Supplied entries: Begin

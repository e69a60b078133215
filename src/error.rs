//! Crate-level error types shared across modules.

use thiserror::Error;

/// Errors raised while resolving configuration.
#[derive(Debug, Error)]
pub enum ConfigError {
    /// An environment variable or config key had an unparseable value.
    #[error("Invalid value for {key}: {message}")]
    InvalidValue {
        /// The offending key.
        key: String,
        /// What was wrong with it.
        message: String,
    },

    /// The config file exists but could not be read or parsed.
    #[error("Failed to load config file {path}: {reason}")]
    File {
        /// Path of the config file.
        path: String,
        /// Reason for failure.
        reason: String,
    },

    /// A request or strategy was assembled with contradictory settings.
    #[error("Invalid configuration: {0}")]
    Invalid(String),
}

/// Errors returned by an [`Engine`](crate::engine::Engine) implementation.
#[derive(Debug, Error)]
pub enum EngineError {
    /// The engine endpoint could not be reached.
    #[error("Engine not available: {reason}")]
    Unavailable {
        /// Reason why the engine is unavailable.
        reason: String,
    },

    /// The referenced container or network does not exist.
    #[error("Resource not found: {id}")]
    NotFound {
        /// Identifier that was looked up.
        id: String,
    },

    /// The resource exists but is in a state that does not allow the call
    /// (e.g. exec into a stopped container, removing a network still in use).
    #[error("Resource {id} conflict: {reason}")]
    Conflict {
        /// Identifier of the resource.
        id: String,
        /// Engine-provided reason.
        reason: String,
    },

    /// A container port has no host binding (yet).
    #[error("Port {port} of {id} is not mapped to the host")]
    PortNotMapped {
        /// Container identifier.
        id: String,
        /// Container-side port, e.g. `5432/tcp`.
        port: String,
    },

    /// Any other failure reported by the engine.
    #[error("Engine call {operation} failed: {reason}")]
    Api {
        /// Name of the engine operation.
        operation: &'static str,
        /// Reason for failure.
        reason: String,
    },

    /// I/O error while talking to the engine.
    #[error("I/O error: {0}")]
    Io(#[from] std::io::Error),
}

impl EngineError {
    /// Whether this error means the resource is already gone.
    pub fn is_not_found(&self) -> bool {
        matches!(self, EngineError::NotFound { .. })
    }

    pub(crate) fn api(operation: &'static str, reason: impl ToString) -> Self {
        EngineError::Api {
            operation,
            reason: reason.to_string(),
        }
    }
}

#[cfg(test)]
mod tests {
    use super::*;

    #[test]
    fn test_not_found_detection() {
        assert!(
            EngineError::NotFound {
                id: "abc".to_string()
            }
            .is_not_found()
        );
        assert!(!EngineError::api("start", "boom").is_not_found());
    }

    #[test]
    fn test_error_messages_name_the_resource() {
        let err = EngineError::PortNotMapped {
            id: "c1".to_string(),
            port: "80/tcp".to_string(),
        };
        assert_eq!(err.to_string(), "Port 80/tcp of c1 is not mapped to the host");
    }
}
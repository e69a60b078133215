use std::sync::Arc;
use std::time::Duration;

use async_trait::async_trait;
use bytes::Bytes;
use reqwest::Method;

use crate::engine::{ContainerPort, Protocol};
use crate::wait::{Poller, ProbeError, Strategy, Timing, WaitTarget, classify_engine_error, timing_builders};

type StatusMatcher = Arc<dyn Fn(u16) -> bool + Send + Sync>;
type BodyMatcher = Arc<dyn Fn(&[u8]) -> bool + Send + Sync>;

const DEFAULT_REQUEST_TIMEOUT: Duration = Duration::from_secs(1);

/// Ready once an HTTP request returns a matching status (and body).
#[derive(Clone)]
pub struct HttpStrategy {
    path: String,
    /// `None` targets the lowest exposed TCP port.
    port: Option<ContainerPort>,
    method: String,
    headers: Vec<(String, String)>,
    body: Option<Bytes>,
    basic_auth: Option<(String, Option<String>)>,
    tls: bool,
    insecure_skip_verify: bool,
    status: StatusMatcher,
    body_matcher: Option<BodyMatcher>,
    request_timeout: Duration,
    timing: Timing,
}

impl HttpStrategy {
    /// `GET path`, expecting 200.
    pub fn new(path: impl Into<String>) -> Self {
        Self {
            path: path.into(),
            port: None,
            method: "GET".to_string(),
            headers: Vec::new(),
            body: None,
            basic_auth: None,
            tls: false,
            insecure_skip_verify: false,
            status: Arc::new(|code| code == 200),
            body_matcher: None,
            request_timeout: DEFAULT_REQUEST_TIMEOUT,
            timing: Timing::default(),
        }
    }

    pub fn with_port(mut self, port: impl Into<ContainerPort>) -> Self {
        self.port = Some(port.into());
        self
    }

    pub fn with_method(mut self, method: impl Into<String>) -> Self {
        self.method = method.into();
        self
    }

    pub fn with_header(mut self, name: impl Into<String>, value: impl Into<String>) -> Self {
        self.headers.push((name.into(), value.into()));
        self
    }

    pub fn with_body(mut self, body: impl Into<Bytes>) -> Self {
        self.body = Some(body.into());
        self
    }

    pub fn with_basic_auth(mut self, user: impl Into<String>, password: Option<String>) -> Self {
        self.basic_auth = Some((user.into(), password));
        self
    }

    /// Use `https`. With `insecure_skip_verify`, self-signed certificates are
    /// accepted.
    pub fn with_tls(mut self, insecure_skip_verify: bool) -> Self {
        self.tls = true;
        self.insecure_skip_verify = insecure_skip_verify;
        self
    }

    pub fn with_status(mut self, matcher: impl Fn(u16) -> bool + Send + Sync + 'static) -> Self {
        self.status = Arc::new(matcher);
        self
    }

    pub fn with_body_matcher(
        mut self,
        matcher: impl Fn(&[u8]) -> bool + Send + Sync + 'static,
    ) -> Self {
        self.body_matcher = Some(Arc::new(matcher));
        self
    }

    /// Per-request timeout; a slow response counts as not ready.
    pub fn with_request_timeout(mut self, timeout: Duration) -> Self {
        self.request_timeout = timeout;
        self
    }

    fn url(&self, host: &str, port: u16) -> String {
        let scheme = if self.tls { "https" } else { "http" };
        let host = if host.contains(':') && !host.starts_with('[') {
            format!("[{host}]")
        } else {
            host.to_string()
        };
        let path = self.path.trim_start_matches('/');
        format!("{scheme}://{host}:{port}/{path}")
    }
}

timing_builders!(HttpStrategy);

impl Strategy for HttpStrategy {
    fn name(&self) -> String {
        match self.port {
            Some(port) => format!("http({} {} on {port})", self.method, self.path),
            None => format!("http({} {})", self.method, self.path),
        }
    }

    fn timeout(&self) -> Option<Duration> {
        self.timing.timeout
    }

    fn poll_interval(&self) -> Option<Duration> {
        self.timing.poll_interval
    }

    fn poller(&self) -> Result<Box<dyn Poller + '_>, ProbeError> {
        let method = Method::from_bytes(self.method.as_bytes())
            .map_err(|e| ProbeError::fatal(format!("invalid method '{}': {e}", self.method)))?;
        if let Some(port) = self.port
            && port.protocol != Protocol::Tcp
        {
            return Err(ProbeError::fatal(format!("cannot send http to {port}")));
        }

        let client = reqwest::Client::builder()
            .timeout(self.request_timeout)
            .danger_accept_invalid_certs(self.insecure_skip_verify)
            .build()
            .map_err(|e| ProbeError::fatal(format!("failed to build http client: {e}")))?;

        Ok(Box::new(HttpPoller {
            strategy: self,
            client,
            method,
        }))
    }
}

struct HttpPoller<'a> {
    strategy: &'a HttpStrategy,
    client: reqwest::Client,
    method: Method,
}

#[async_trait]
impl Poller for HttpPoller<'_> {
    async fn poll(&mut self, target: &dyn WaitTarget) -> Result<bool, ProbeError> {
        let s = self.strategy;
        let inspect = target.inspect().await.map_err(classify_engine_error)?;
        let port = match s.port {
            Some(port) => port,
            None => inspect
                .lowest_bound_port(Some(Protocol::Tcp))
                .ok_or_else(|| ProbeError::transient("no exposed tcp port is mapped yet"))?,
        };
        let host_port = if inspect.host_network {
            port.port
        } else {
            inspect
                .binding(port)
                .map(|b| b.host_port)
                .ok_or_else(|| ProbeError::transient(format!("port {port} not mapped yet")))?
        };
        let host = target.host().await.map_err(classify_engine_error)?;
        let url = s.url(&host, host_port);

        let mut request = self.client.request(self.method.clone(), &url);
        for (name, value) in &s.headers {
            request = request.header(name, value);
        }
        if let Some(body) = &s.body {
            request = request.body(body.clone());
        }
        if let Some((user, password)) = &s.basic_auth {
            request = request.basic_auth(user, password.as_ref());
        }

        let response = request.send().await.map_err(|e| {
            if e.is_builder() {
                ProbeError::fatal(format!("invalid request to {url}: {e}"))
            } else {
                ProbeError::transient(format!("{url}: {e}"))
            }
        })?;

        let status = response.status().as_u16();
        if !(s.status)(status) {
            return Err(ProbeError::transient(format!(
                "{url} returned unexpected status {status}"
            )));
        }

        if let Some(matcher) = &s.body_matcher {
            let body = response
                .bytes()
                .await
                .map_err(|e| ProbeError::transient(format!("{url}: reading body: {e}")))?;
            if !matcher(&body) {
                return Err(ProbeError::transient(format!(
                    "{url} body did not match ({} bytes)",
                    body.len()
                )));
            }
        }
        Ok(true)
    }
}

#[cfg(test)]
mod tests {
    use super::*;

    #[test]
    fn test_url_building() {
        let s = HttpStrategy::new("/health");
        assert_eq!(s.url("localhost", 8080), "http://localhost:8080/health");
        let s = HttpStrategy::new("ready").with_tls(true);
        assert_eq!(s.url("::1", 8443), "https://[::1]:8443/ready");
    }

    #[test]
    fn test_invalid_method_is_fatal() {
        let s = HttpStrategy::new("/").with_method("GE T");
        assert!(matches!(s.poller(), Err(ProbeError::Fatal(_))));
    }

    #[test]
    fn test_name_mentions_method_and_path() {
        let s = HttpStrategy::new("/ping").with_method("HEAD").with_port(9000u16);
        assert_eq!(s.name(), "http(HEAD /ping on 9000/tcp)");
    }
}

Supplied entries: End

● **Work to be completed**: Every line above that holds the word "NotFound" needs to be copied.

● **Answer box**:
    NotFound {
        matches!(self, EngineError::NotFound { .. })
            EngineError::NotFound {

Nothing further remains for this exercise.